(TASK DATA begins)
use crate::config::{RADAR_SPEED_FACTOR, TRACE_ANGULAR_SPEED};
use crate::display::{Palette, ScreenScale};
use crate::geometry::RotatingPoint;
use crate::input::Button;

/// Phase offset of the radar point relative to the circle point, radians.
pub const RADAR_PHASE: f32 = 0.5;

/// All mutable demo state, threaded through the main loop by reference.
#[derive(Debug, Clone)]
pub struct AppState {
    pub interlace_mode: bool,
    pub radar_mode: bool,
    pub stop_movement: bool,
    pub angular_speed: f32,
    pub scale: ScreenScale,
    pub palette: Palette,
    pub circle_pos: RotatingPoint,
    pub radar_pos: RotatingPoint,
}

impl AppState {
    pub fn new() -> Self {
        Self {
            interlace_mode: false,
            radar_mode: false,
            stop_movement: false,
            angular_speed: TRACE_ANGULAR_SPEED,
            scale: ScreenScale::IDENTITY,
            palette: Palette::for_interlace(false),
            circle_pos: RotatingPoint::at_angle(0.0),
            radar_pos: RotatingPoint::at_angle(RADAR_PHASE),
        }
    }

    /// Trace rate for the current radar flag.
    fn trace_rate(&self) -> f32 {
        if self.radar_mode {
            RADAR_SPEED_FACTOR * TRACE_ANGULAR_SPEED
        } else {
            TRACE_ANGULAR_SPEED
        }
    }

    /// Apply one edge-triggered button press. Returns true when the press
    /// changed the interlace flag and the display mode must be re-applied.
    ///
    /// B and Z both write `angular_speed`; whichever fired last wins. A
    /// Z-resume restores the rate for the current radar flag, so leaving
    /// pause inside radar mode comes back at the radar rate.
    pub fn handle_button(&mut self, button: Button) -> bool {
        match button {
            Button::A => {
                self.interlace_mode = !self.interlace_mode;
                true
            }
            Button::B => {
                self.radar_mode = !self.radar_mode;
                self.angular_speed = self.trace_rate();
                false
            }
            Button::Z => {
                self.stop_movement = !self.stop_movement;
                self.angular_speed = if self.stop_movement {
                    0.0
                } else {
                    self.trace_rate()
                };
                false
            }
        }
    }

    /// Advance both tracked points by the current angular speed.
    pub fn step(&mut self) {
        self.circle_pos.advance(self.angular_speed);
        self.radar_pos.advance(self.angular_speed);
    }
}

impl Default for AppState {
    fn default() -> Self {
        Self::new()
    }
}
(TASK DATA ends)
Each line above that contains "AppState" must be copied out.

OUTPUT FOR THIS EXERCISE >>
pub struct AppState {
impl AppState {
impl Default for AppState {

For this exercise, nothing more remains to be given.